» Work order
Your task is to copy each line of the material below that includes "flyer".

» Data supplied
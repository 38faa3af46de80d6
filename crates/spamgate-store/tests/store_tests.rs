//! Integration tests for spamgate-store
//!
//! These tests verify that the file-backed store round-trips tickets and
//! persists every mutation to disk.

use spamgate_domain::traits::TicketStore;
use spamgate_domain::{
    Attachment, AttachmentData, InternalNote, StatusState, ThreadEntry, Ticket, TicketId,
    TicketStatus,
};
use spamgate_store::{default_statuses, JsonTicketStore, MemoryTicketStore, StoreError};
use std::fs;

const TICKET_FILE: &str = r#"{
  "statuses": [
    { "id": 1, "name": "Open", "state": "open" },
    { "id": 7, "name": "Closed - Spam", "state": "closed" }
  ],
  "tickets": [
    {
      "id": "1001",
      "number": "TK-1001",
      "subject": "Congratulations",
      "status": { "id": 1, "name": "Open", "state": "open" },
      "entries": [
        {
          "body": "<p>You are a winner</p>",
          "attachments": [
            {
              "filename": "flyer.txt",
              "mime_type": "text/plain",
              "size": 9,
              "data": { "path": "files/flyer.txt" }
            },
            {
              "filename": "inline.txt",
              "mime_type": "text/plain",
              "size": 5,
              "data": { "inline": "aGVsbG8=" }
            }
          ]
        }
      ]
    }
  ]
}"#;

fn write_fixture() -> (tempfile::TempDir, std::path::PathBuf) {
    let dir = tempfile::tempdir().unwrap();
    let path = dir.path().join("tickets.json");
    fs::write(&path, TICKET_FILE).unwrap();
    (dir, path)
}

#[test]
fn test_open_and_lookup() {
    let (dir, path) = write_fixture();
    let store = JsonTicketStore::open(&path).unwrap();

    let ticket = store.lookup(&TicketId::from("1001")).unwrap().unwrap();
    assert_eq!(ticket.number, "TK-1001");
    assert_eq!(ticket.subject, "Congratulations");
    assert!(!ticket.is_closed());

    let attachments = &ticket.entries[0].attachments;
    assert_eq!(attachments[0].data, AttachmentData::Path(dir.path().join("files/flyer.txt")));
    assert_eq!(attachments[1].read_bytes().unwrap(), b"hello");

    assert!(store.lookup(&TicketId::from("404")).unwrap().is_none());
}

#[test]
fn test_statuses_from_file() {
    let (_dir, path) = write_fixture();
    let store = JsonTicketStore::open(&path).unwrap();

    let statuses = store.statuses().unwrap();
    assert_eq!(statuses.len(), 2);
    assert_eq!(statuses[1], TicketStatus::new(7, "Closed - Spam", StatusState::Closed));
}

#[test]
fn test_mutations_persist_to_disk() {
    let (_dir, path) = write_fixture();
    let id = TicketId::from("1001");
    let closed = TicketStatus::new(7, "Closed - Spam", StatusState::Closed);

    {
        let mut store = JsonTicketStore::open(&path).unwrap();
        store
            .log_note(&id, InternalNote::system("Spam Detected - Auto Closed", "reason"))
            .unwrap();
        store.set_status(&id, &closed).unwrap();
    }

    let reopened = JsonTicketStore::open(&path).unwrap();
    let ticket = reopened.lookup(&id).unwrap().unwrap();

    assert!(ticket.is_closed());
    assert_eq!(ticket.status, Some(closed));
    assert_eq!(ticket.notes.len(), 1);
    assert_eq!(ticket.notes[0].title, "Spam Detected - Auto Closed");
    assert_eq!(ticket.notes[0].poster, "SYSTEM");

    // Relative attachment paths stay relative on disk
    let raw = fs::read_to_string(&path).unwrap();
    assert!(raw.contains("\"files/flyer.txt\""));
}

#[test]
fn test_unknown_status_rejected() {
    let (_dir, path) = write_fixture();
    let mut store = JsonTicketStore::open(&path).unwrap();
    let resolved = TicketStatus::new(2, "Resolved", StatusState::Resolved);

    let err = store.set_status(&TicketId::from("1001"), &resolved).unwrap_err();
    assert!(matches!(err, StoreError::UnknownStatus(2)));
}

#[test]
fn test_note_on_missing_ticket() {
    let (_dir, path) = write_fixture();
    let mut store = JsonTicketStore::open(&path).unwrap();

    let err = store
        .log_note(&TicketId::from("404"), InternalNote::system("t", "b"))
        .unwrap_err();
    assert!(matches!(err, StoreError::NotFound(ref id) if id == "404"));
}

#[test]
fn test_create_uses_default_statuses() {
    let dir = tempfile::tempdir().unwrap();
    let path = dir.path().join("new.json");

    let ticket = Ticket::new("1", "Hi").with_entry(
        ThreadEntry::new("body").with_attachment(Attachment::inline("a.txt", "text/plain", b"abc".to_vec())),
    );
    JsonTicketStore::create(&path, vec![ticket]).unwrap();

    let store = JsonTicketStore::open(&path).unwrap();
    assert_eq!(store.statuses().unwrap(), default_statuses());
    let ticket = store.lookup(&TicketId::from("1")).unwrap().unwrap();
    assert_eq!(ticket.entries[0].attachments[0].read_bytes().unwrap(), b"abc");
}

#[test]
fn test_missing_statuses_default() {
    let dir = tempfile::tempdir().unwrap();
    let path = dir.path().join("bare.json");
    fs::write(&path, r#"{ "tickets": [ { "id": "9" } ] }"#).unwrap();

    let store = JsonTicketStore::open(&path).unwrap();
    assert_eq!(store.statuses().unwrap().len(), 5);
    assert!(store.lookup(&TicketId::from("9")).unwrap().is_some());
}

#[test]
fn test_malformed_file() {
    let dir = tempfile::tempdir().unwrap();
    let path = dir.path().join("bad.json");
    fs::write(&path, "{ not json").unwrap();

    assert!(matches!(JsonTicketStore::open(&path), Err(StoreError::Serialization(_))));
    assert!(matches!(
        JsonTicketStore::open(dir.path().join("missing.json")),
        Err(StoreError::Io(_))
    ));
}

#[test]
fn test_memory_store_round_trip() {
    let id = TicketId::from("5");
    let mut store = MemoryTicketStore::new().with_ticket(Ticket::new("5", "Subject"));
    let closed = store
        .statuses()
        .unwrap()
        .into_iter()
        .find(TicketStatus::is_closed)
        .unwrap();

    store.set_status(&id, &closed).unwrap();
    store.log_note(&id, InternalNote::system("t", "b")).unwrap();

    assert!(store.ticket(&id).unwrap().is_closed());
    assert_eq!(store.notes(&id).len(), 1);
    assert_eq!(store.len(), 1);
}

» Problem solution
              "filename": "flyer.txt",
              "data": { "path": "files/flyer.txt" }
    assert_eq!(attachments[0].data, AttachmentData::Path(dir.path().join("files/flyer.txt")));
    assert!(raw.contains("\"files/flyer.txt\""));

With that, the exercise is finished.